Print every line of the listing below, starting with the line that holds "filename src/app/factory.rs" and going on through the line that holds "use crate::core::filter::Predicate;", both included, and print nothing else.
──────── Exercise inputs
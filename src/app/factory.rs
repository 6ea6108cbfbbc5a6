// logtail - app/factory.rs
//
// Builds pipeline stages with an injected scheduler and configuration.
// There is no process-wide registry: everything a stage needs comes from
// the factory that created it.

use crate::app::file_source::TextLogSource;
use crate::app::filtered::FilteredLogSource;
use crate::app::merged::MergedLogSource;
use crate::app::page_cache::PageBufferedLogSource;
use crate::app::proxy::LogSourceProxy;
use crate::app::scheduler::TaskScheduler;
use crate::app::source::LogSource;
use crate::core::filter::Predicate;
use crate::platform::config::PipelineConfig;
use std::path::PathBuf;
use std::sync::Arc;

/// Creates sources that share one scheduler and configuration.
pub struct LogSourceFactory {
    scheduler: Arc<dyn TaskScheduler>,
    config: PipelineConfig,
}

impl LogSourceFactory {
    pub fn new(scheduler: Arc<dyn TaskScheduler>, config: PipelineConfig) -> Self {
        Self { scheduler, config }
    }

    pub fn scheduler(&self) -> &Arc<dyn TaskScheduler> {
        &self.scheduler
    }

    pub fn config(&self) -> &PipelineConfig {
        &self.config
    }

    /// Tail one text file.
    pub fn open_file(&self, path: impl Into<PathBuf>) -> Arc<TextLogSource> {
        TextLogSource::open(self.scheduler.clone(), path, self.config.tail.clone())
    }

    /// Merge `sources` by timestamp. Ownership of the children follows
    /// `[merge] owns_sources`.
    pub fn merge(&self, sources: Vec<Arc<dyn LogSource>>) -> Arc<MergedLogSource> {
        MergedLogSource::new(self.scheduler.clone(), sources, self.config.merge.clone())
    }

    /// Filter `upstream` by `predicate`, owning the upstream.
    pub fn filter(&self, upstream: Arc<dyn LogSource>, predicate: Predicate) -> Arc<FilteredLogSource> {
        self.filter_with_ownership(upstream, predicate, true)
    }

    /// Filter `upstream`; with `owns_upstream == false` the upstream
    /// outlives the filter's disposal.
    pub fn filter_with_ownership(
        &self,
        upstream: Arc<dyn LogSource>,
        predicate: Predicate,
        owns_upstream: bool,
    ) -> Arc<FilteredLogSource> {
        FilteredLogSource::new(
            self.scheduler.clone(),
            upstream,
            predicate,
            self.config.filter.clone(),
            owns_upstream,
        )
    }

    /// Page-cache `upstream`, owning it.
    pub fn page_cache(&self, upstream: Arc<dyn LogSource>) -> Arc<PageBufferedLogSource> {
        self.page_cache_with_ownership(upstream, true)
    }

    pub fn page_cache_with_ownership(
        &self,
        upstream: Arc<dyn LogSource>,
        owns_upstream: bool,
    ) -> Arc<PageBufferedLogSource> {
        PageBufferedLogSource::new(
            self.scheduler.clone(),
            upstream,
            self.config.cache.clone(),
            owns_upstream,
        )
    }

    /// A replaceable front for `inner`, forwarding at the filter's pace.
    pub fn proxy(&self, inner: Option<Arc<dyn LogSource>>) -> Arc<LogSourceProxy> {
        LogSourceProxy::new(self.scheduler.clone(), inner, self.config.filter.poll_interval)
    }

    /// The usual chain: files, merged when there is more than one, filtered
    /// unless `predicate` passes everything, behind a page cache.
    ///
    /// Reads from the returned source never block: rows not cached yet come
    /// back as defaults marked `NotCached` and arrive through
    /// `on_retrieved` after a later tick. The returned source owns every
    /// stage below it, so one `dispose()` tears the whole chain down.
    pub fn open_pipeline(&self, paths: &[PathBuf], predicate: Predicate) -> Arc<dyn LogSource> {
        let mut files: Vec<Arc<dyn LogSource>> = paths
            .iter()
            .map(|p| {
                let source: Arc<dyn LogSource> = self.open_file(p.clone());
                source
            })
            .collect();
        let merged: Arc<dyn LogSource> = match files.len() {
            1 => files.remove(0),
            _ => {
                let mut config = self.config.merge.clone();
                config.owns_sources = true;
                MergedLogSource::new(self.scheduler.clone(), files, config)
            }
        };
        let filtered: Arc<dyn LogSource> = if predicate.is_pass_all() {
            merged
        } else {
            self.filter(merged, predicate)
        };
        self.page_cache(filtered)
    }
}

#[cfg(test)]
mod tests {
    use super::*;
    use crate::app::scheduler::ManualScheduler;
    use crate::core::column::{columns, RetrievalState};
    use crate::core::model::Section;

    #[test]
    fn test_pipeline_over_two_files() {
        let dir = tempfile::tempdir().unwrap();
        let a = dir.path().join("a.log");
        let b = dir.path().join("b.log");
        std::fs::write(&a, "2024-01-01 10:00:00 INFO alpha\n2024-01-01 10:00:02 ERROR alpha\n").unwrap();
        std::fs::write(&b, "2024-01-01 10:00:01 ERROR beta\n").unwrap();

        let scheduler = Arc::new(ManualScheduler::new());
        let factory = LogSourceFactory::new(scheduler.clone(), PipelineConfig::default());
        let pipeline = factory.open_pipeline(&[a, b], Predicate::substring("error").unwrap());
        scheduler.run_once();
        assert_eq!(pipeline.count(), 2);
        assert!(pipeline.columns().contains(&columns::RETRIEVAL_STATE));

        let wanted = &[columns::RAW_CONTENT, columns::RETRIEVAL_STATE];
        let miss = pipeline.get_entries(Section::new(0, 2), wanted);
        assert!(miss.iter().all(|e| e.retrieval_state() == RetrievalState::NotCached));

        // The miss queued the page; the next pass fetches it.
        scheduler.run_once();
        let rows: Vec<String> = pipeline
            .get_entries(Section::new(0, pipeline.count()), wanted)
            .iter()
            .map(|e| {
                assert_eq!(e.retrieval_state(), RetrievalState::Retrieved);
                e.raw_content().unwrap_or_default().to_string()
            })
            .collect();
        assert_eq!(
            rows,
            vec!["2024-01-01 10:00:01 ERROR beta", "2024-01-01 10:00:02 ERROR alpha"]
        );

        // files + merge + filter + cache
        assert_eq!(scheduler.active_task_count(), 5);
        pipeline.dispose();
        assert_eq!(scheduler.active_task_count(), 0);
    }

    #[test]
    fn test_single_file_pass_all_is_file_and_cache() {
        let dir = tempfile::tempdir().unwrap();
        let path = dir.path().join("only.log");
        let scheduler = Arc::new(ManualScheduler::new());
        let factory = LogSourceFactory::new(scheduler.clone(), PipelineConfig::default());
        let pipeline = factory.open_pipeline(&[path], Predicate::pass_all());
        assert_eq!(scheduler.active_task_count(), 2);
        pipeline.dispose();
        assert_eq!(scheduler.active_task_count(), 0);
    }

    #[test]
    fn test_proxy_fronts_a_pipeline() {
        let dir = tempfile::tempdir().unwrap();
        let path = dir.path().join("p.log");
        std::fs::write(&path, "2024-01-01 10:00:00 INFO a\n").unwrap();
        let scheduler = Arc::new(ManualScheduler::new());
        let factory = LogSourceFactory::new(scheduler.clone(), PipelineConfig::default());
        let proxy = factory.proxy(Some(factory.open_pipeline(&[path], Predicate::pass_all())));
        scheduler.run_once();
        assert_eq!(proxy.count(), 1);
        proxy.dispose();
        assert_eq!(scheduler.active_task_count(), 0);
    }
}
────────────────
──────── Exercise inputs
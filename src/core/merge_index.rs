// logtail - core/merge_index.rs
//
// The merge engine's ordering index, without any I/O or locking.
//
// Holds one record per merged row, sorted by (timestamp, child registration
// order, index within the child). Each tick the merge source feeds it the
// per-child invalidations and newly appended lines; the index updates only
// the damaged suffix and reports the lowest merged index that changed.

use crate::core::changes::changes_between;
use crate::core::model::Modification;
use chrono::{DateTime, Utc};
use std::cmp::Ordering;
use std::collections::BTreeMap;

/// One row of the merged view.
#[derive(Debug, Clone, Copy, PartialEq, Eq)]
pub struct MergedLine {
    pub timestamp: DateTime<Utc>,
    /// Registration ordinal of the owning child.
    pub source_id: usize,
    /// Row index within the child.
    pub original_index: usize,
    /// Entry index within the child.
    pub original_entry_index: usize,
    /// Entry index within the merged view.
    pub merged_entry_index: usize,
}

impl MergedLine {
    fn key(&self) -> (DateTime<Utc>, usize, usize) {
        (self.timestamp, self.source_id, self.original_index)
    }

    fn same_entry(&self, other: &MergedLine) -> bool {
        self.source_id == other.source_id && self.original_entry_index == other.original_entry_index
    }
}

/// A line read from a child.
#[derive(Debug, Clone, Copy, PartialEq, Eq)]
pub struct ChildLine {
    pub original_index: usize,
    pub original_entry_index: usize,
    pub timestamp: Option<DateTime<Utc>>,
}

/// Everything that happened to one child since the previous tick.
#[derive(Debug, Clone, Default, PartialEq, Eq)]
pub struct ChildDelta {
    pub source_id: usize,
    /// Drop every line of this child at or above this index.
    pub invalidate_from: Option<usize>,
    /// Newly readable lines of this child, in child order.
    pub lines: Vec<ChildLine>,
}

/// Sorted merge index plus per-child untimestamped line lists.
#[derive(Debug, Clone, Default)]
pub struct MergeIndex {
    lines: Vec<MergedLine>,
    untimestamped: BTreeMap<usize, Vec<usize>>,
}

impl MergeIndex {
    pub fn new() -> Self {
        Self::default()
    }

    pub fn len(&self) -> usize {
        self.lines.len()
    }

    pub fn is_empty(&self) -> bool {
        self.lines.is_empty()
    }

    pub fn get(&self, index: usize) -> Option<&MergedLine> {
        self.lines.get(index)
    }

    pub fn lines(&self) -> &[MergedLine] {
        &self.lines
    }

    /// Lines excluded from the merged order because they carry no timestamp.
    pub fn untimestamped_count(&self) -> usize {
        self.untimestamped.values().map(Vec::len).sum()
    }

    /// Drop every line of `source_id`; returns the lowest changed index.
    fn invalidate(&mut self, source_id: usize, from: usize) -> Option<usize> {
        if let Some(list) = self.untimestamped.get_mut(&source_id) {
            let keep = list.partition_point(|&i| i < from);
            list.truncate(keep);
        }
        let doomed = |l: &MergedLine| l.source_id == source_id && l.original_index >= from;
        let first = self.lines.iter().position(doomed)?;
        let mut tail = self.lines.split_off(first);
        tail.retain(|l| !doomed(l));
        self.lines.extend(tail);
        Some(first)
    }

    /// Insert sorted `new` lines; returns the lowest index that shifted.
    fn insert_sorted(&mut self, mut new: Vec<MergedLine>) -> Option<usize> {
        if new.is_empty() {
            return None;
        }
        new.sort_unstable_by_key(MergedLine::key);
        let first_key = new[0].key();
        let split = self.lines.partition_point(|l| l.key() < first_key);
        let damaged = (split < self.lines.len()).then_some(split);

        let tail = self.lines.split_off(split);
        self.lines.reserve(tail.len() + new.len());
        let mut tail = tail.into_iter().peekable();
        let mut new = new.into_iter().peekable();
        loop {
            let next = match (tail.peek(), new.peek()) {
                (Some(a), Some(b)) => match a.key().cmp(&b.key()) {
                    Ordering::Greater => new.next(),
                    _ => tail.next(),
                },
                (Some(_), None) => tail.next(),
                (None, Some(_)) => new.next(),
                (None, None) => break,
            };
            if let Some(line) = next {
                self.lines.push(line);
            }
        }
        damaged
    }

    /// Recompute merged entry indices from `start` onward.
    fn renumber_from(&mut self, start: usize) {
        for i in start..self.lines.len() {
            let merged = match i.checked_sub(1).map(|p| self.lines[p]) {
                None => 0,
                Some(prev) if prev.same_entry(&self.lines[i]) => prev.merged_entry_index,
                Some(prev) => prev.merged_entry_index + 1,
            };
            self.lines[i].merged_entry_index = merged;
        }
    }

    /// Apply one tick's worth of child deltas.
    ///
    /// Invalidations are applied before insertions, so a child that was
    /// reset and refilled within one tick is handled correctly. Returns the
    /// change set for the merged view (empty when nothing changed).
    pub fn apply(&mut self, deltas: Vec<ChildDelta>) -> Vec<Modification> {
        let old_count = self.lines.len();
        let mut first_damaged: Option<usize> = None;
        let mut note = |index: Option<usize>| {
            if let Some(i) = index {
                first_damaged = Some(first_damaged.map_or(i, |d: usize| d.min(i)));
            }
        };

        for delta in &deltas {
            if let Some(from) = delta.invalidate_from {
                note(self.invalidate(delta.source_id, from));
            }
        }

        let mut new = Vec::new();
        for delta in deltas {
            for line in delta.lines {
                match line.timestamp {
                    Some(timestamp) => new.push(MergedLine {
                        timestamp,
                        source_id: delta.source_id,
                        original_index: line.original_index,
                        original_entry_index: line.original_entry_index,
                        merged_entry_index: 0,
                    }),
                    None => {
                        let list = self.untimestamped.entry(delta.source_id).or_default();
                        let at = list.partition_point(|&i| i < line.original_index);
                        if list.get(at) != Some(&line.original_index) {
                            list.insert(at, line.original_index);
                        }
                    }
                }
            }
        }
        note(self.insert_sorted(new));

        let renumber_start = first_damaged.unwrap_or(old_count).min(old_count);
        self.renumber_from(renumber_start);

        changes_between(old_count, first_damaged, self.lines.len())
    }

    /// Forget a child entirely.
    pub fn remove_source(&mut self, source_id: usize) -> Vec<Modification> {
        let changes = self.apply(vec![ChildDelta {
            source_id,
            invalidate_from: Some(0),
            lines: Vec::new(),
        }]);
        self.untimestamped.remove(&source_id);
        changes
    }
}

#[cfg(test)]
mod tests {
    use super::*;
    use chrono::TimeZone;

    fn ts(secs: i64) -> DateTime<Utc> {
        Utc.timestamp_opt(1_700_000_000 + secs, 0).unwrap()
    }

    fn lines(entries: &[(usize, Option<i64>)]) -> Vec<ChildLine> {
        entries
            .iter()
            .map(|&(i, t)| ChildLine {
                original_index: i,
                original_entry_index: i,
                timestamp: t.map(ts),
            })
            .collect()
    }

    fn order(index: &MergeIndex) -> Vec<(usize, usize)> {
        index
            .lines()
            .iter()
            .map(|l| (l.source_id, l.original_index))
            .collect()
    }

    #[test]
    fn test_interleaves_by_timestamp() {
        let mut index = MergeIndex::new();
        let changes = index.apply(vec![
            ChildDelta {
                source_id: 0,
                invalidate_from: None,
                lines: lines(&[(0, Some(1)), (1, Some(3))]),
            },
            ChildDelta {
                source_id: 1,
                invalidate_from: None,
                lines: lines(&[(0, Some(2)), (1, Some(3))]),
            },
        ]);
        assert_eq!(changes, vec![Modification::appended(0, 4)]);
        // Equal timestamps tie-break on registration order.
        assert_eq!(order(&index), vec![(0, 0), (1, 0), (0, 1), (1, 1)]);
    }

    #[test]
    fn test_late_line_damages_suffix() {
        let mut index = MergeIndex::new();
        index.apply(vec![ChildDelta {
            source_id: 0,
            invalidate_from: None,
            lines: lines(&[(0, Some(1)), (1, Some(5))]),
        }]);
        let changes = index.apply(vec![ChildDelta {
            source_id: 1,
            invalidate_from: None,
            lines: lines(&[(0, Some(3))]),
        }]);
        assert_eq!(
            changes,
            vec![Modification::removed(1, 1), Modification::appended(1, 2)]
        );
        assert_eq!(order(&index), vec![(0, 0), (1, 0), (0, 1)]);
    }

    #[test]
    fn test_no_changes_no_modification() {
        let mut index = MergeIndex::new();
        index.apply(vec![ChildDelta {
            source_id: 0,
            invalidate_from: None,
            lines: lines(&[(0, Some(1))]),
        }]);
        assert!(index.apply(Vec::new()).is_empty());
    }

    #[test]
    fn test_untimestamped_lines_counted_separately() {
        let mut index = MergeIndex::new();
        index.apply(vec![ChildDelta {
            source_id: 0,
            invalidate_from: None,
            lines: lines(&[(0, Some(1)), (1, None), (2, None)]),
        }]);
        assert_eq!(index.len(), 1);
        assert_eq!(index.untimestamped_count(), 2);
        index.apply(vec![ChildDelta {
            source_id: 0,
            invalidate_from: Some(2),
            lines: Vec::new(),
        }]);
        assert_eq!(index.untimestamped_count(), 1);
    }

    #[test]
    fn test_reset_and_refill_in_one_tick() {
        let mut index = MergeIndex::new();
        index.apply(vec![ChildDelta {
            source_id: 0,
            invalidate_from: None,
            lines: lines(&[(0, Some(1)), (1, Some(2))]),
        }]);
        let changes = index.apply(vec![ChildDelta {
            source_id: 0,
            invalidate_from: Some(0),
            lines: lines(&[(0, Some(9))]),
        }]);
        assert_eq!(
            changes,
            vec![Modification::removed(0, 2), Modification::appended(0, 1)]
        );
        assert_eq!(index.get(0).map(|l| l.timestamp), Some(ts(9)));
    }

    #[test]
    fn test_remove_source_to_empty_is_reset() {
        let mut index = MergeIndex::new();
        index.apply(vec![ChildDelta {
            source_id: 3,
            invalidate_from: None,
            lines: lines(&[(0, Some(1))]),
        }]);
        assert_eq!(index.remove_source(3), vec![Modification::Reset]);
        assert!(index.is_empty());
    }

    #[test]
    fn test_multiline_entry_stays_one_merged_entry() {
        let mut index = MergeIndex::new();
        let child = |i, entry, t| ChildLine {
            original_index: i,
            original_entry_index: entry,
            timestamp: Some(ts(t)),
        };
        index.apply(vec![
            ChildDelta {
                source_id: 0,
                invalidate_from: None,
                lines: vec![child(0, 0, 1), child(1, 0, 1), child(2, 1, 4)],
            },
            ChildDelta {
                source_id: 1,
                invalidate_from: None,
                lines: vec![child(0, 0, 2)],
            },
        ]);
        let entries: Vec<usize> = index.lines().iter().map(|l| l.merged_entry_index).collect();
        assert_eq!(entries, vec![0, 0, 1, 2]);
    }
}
────────────────
──────── Exercise inputs
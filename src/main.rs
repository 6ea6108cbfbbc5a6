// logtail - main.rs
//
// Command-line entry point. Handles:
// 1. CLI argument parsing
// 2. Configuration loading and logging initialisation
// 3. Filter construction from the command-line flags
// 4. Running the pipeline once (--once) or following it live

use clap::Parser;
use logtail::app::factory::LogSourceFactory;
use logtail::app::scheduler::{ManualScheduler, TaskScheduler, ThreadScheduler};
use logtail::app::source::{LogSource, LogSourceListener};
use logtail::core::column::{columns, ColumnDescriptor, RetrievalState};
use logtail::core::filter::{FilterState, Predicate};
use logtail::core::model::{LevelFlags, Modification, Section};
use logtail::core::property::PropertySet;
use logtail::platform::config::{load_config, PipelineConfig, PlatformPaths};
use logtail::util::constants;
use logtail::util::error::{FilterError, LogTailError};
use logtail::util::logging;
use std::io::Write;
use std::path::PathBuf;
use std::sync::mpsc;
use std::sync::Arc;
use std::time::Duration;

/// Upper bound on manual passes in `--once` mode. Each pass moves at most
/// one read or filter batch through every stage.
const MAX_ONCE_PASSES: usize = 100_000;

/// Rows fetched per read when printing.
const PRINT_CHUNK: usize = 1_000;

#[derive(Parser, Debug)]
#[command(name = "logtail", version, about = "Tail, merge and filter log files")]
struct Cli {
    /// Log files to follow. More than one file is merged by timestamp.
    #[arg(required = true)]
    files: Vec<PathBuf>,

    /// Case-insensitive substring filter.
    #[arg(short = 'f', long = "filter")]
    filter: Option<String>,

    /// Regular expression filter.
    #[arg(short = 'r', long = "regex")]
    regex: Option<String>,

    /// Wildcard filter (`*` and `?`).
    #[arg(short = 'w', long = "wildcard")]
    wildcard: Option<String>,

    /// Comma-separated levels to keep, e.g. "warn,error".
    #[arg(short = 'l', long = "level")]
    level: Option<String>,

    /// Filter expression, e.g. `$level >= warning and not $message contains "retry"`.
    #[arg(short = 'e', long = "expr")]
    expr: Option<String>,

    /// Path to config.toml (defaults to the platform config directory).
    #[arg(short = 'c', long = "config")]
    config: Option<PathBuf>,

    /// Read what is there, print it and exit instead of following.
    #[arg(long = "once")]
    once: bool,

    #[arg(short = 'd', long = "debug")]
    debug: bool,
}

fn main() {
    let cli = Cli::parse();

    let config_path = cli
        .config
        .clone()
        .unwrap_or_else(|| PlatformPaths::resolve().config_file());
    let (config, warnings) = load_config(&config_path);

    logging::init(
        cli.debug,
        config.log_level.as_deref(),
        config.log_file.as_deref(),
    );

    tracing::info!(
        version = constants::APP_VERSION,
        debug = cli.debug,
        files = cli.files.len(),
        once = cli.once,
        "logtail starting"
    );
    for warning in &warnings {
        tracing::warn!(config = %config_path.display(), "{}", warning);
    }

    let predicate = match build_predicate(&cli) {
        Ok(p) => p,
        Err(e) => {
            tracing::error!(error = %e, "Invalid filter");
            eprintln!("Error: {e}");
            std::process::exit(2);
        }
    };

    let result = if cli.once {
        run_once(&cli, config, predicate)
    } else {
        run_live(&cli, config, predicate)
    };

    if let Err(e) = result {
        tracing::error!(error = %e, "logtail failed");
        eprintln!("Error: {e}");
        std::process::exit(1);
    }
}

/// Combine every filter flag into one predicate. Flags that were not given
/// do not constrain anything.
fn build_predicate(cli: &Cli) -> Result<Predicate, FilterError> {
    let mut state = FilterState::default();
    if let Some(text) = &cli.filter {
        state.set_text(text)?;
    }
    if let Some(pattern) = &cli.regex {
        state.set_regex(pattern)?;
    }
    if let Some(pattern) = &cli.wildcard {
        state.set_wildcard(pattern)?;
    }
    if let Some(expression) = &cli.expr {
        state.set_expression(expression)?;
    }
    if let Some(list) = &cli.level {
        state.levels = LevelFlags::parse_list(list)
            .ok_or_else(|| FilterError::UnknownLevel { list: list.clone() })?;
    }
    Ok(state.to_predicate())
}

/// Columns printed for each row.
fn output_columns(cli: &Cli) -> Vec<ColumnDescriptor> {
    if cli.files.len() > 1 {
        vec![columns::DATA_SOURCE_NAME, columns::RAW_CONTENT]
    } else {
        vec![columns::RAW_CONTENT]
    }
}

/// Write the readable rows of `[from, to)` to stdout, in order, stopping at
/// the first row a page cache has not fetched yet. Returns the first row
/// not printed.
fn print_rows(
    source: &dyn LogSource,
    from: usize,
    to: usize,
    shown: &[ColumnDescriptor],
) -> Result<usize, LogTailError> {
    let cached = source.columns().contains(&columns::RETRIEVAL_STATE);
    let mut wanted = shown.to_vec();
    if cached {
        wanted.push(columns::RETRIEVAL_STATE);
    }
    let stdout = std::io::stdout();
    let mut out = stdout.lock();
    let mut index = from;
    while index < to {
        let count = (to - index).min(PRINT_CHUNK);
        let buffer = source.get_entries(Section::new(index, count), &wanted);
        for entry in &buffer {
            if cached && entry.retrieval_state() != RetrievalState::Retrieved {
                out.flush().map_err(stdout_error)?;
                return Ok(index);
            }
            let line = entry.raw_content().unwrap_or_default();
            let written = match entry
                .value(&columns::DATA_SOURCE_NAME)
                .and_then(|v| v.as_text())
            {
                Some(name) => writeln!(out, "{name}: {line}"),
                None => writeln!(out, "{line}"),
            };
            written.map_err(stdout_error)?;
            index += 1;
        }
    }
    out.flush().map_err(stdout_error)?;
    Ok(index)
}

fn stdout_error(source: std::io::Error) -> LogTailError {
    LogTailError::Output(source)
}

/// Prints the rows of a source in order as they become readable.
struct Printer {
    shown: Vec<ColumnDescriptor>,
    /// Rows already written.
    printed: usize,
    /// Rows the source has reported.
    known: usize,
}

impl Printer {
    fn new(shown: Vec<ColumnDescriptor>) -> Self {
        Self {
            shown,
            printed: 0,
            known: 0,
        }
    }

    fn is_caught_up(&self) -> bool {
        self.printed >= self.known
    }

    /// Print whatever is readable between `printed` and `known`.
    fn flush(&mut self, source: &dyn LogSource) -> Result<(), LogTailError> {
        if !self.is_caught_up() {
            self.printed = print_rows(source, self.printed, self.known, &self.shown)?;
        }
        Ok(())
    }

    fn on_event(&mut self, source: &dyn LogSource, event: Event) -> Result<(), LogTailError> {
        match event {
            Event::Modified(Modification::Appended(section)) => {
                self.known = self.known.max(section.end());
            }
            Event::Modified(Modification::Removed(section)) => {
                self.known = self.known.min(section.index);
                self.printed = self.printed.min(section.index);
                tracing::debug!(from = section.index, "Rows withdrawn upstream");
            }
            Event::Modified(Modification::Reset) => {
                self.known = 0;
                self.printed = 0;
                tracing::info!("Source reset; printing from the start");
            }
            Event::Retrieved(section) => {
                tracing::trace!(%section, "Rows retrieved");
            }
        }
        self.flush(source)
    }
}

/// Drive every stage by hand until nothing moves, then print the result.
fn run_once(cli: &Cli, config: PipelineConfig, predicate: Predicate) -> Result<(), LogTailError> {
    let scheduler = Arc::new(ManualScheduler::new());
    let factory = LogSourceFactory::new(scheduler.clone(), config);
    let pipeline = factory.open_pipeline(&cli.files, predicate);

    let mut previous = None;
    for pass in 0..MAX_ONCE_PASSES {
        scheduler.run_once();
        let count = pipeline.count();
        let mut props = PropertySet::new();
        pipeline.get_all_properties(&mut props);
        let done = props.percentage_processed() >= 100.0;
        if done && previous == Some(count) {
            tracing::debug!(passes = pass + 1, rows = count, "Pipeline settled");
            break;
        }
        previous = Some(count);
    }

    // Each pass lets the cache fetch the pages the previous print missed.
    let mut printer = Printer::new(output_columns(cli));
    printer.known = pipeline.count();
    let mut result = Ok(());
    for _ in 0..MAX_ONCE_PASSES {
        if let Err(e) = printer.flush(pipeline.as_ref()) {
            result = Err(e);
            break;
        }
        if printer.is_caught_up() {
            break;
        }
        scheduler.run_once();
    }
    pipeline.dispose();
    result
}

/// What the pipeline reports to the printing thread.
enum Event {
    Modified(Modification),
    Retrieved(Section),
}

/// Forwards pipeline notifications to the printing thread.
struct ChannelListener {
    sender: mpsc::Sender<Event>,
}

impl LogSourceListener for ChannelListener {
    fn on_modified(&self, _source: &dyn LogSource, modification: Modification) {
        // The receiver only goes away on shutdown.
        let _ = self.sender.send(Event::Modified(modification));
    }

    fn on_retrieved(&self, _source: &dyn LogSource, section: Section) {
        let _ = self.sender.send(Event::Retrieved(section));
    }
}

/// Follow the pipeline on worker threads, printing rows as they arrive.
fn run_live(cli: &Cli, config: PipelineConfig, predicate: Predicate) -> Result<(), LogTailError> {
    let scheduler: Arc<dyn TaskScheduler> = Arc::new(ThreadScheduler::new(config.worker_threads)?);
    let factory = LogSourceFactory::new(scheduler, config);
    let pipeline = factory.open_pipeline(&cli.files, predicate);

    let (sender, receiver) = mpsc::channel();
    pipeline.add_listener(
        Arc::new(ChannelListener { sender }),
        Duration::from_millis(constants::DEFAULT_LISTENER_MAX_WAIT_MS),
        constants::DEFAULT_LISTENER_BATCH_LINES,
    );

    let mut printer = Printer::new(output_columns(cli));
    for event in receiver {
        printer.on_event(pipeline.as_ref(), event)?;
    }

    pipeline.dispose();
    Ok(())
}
────────────────
Exercise solution:
filename src/app/factory.rs
repository 6ea6108cbfbbc5a6
// logtail - app/factory.rs
//
// Builds pipeline stages with an injected scheduler and configuration.
// There is no process-wide registry: everything a stage needs comes from
// the factory that created it.

use crate::app::file_source::TextLogSource;
use crate::app::filtered::FilteredLogSource;
use crate::app::merged::MergedLogSource;
use crate::app::page_cache::PageBufferedLogSource;
use crate::app::proxy::LogSourceProxy;
use crate::app::scheduler::TaskScheduler;
use crate::app::source::LogSource;
use crate::core::filter::Predicate;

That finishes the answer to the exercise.